§ **TRY IT**: Comb through the entries for "AtomicBool" and pull out each line that holds it.

§ **Stored records**:
//! Payment [`Gateway`] definitions.

use std::{
    collections::HashMap,
    sync::{
        atomic::{AtomicBool, Ordering},
        Arc,
    },
};

use common::{
    operations::{Authorize, Capture, Refund, Release},
    Money,
};
use derive_more::{Display, Error as StdError};
use rust_decimal::Decimal;
use tokio::sync::Mutex;
use tracerr::Traced;
use tracing as log;
use uuid::Uuid;

use crate::domain::{
    booking,
    payment::{IntentId, MethodRef},
    user,
};

/// Payment processor operation.
pub use common::Handler as Gateway;

/// Authorization of a renter charge.
#[derive(Clone, Debug)]
pub struct Charge {
    /// ID of the paid [`Booking`], used as an idempotency key.
    ///
    /// [`Booking`]: crate::domain::Booking
    pub booking_id: booking::Id,

    /// ID of the paying user.
    pub payer_id: user::Id,

    /// [`MethodRef`] to pay with.
    pub method: MethodRef,

    /// Amount to authorize.
    pub amount: Money,
}

/// Manual-capture hold of a security deposit.
#[derive(Clone, Debug)]
pub struct Hold {
    /// ID of the secured [`Booking`], used as an idempotency key.
    ///
    /// [`Booking`]: crate::domain::Booking
    pub booking_id: booking::Id,

    /// ID of the paying user.
    pub payer_id: user::Id,

    /// [`MethodRef`] to hold the amount on.
    pub method: MethodRef,

    /// Amount to hold.
    pub amount: Money,
}

/// Capture of (a part of) a [`Hold`].
#[derive(Clone, Debug)]
pub struct Claim {
    /// [`IntentId`] of the [`Hold`].
    pub intent_id: IntentId,

    /// Amount to capture.
    pub amount: Money,
}

/// Refund of (a part of) a [`Charge`].
#[derive(Clone, Debug)]
pub struct Reimbursement {
    /// [`IntentId`] of the [`Charge`].
    pub intent_id: IntentId,

    /// Amount to refund.
    pub amount: Money,

    /// Human-readable reason of the refund.
    pub reason: &'static str,
}

/// Payment [`Gateway`] error.
#[derive(Clone, Debug, Display, StdError)]
pub enum Error {
    /// Payment processor is temporarily unavailable, the operation may be
    /// retried.
    #[display("payment processor is unavailable: {_0}")]
    Transient(#[error(not(source))] String),

    /// Payment processor declined the operation.
    #[display("payment declined: {_0}")]
    Declined(#[error(not(source))] String),
}

/// Kind of an [`Intent`].
#[derive(Clone, Copy, Debug, Eq, Hash, PartialEq)]
pub enum IntentKind {
    /// Authorized [`Charge`].
    Charge,

    /// Authorized [`Hold`].
    Hold,
}

/// Payment intent tracked by the [`Sandbox`].
#[derive(Clone, Debug)]
pub struct Intent {
    /// [`IntentKind`] of this [`Intent`].
    pub kind: IntentKind,

    /// Authorized amount.
    pub amount: Money,

    /// Captured amount, if any.
    pub captured: Option<Money>,

    /// Total refunded amount.
    pub refunded: Decimal,

    /// Indicator whether the authorization was released.
    pub released: bool,
}

/// [`Sandbox`] configuration.
#[derive(Clone, Copy, Debug, Default)]
pub struct SandboxConfig {
    /// Amount above which authorizations are declined, if any.
    pub decline_above: Option<Decimal>,
}

/// In-process simulated payment processor.
#[derive(Clone, Debug, Default)]
pub struct Sandbox {
    /// [`SandboxConfig`] of this [`Sandbox`].
    config: SandboxConfig,

    /// Indicator whether the simulated processor is unreachable.
    unavailable: Arc<AtomicBool>,

    /// Authorized [`Intent`]s.
    intents: Arc<Mutex<HashMap<IntentId, Intent>>>,

    /// Idempotency keys of the authorized [`Intent`]s.
    keys: Arc<Mutex<HashMap<(booking::Id, IntentKind), IntentId>>>,
}

impl Sandbox {
    /// Creates a new [`Sandbox`] with the provided [`SandboxConfig`].
    #[must_use]
    pub fn new(config: SandboxConfig) -> Self {
        Self {
            config,
            ..Self::default()
        }
    }

    /// Simulates an outage (or a recovery) of the payment processor.
    pub fn set_available(&self, available: bool) {
        self.unavailable.store(!available, Ordering::SeqCst);
    }

    /// Returns the [`Intent`] with the provided [`IntentId`], if any.
    pub async fn intent(&self, id: &IntentId) -> Option<Intent> {
        self.intents.lock().await.get(id).cloned()
    }

    /// Returns all the [`Intent`]s authorized by this [`Sandbox`].
    pub async fn intents(&self) -> Vec<Intent> {
        self.intents.lock().await.values().cloned().collect()
    }

    /// Fails with [`Error::Transient`] if the processor is unavailable.
    fn ensure_available(&self) -> Result<(), Traced<Error>> {
        if self.unavailable.load(Ordering::SeqCst) {
            return Err(tracerr::new!(Error::Transient(
                "sandbox is offline".into()
            )));
        }
        Ok(())
    }

    /// Authorizes a new [`Intent`] idempotently.
    async fn authorize(
        &self,
        booking_id: booking::Id,
        kind: IntentKind,
        amount: Money,
    ) -> Result<IntentId, Traced<Error>> {
        self.ensure_available()?;

        let mut keys = self.keys.lock().await;
        if let Some(id) = keys.get(&(booking_id, kind)) {
            return Ok(id.clone());
        }
        if amount.is_negative() {
            return Err(tracerr::new!(Error::Declined(
                "negative amount".into()
            )));
        }
        if self.config.decline_above.is_some_and(|max| amount.amount > max) {
            return Err(tracerr::new!(Error::Declined(
                "card declined".into()
            )));
        }

        let prefix = match kind {
            IntentKind::Charge => "ch",
            IntentKind::Hold => "hold",
        };
        #[expect(unsafe_code, reason = "issued by the processor")]
        let id = unsafe {
            IntentId::new_unchecked(format!(
                "{prefix}_{}",
                Uuid::new_v4().simple(),
            ))
        };
        _ = self.intents.lock().await.insert(
            id.clone(),
            Intent {
                kind,
                amount,
                captured: None,
                refunded: Decimal::ZERO,
                released: false,
            },
        );
        _ = keys.insert((booking_id, kind), id.clone());

        log::debug!("sandbox authorized {kind:?} `{id}` of {amount}");
        Ok(id)
    }
}

impl Gateway<Authorize<Charge>> for Sandbox {
    type Ok = IntentId;
    type Err = Traced<Error>;

    async fn execute(
        &self,
        Authorize(charge): Authorize<Charge>,
    ) -> Result<Self::Ok, Self::Err> {
        self.authorize(charge.booking_id, IntentKind::Charge, charge.amount)
            .await
    }
}

impl Gateway<Authorize<Hold>> for Sandbox {
    type Ok = IntentId;
    type Err = Traced<Error>;

    async fn execute(
        &self,
        Authorize(hold): Authorize<Hold>,
    ) -> Result<Self::Ok, Self::Err> {
        self.authorize(hold.booking_id, IntentKind::Hold, hold.amount)
            .await
    }
}

impl Gateway<Capture<Claim>> for Sandbox {
    type Ok = ();
    type Err = Traced<Error>;

    async fn execute(
        &self,
        Capture(claim): Capture<Claim>,
    ) -> Result<Self::Ok, Self::Err> {
        self.ensure_available()?;

        let Claim { intent_id, amount } = claim;
        let mut intents = self.intents.lock().await;
        let intent = intents
            .get_mut(&intent_id)
            .filter(|i| i.kind == IntentKind::Hold)
            .ok_or_else(|| {
                tracerr::new!(Error::Declined(format!(
                    "unknown hold `{intent_id}`"
                )))
            })?;
        if intent.released || intent.captured.is_some() {
            return Err(tracerr::new!(Error::Declined(format!(
                "hold `{intent_id}` is settled already"
            ))));
        }
        if amount.currency != intent.amount.currency
            || amount.amount > intent.amount.amount
        {
            return Err(tracerr::new!(Error::Declined(format!(
                "cannot capture {amount} of hold `{intent_id}`"
            ))));
        }
        intent.captured = Some(amount);
        Ok(())
    }
}

impl Gateway<Release<IntentId>> for Sandbox {
    type Ok = ();
    type Err = Traced<Error>;

    async fn execute(
        &self,
        Release(intent_id): Release<IntentId>,
    ) -> Result<Self::Ok, Self::Err> {
        self.ensure_available()?;

        if let Some(intent) = self.intents.lock().await.get_mut(&intent_id) {
            // Captured holds have nothing left to release.
            if intent.captured.is_none() {
                intent.released = true;
            }
        }
        Ok(())
    }
}

impl Gateway<Refund<Reimbursement>> for Sandbox {
    type Ok = ();
    type Err = Traced<Error>;

    async fn execute(
        &self,
        Refund(refund): Refund<Reimbursement>,
    ) -> Result<Self::Ok, Self::Err> {
        self.ensure_available()?;

        let Reimbursement {
            intent_id,
            amount,
            reason,
        } = refund;
        let mut intents = self.intents.lock().await;
        let intent = intents
            .get_mut(&intent_id)
            .filter(|i| i.kind == IntentKind::Charge && !i.released)
            .ok_or_else(|| {
                tracerr::new!(Error::Declined(format!(
                    "unknown charge `{intent_id}`"
                )))
            })?;
        if amount.currency != intent.amount.currency
            || intent.refunded + amount.amount > intent.amount.amount
        {
            return Err(tracerr::new!(Error::Declined(format!(
                "cannot refund {amount} of charge `{intent_id}`"
            ))));
        }
        intent.refunded += amount.amount;

        log::debug!("sandbox refunded {amount} of `{intent_id}`: {reason}");
        Ok(())
    }
}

§ **EXERCISE OUTPUT**:
        atomic::{AtomicBool, Ordering},
    unavailable: Arc<AtomicBool>,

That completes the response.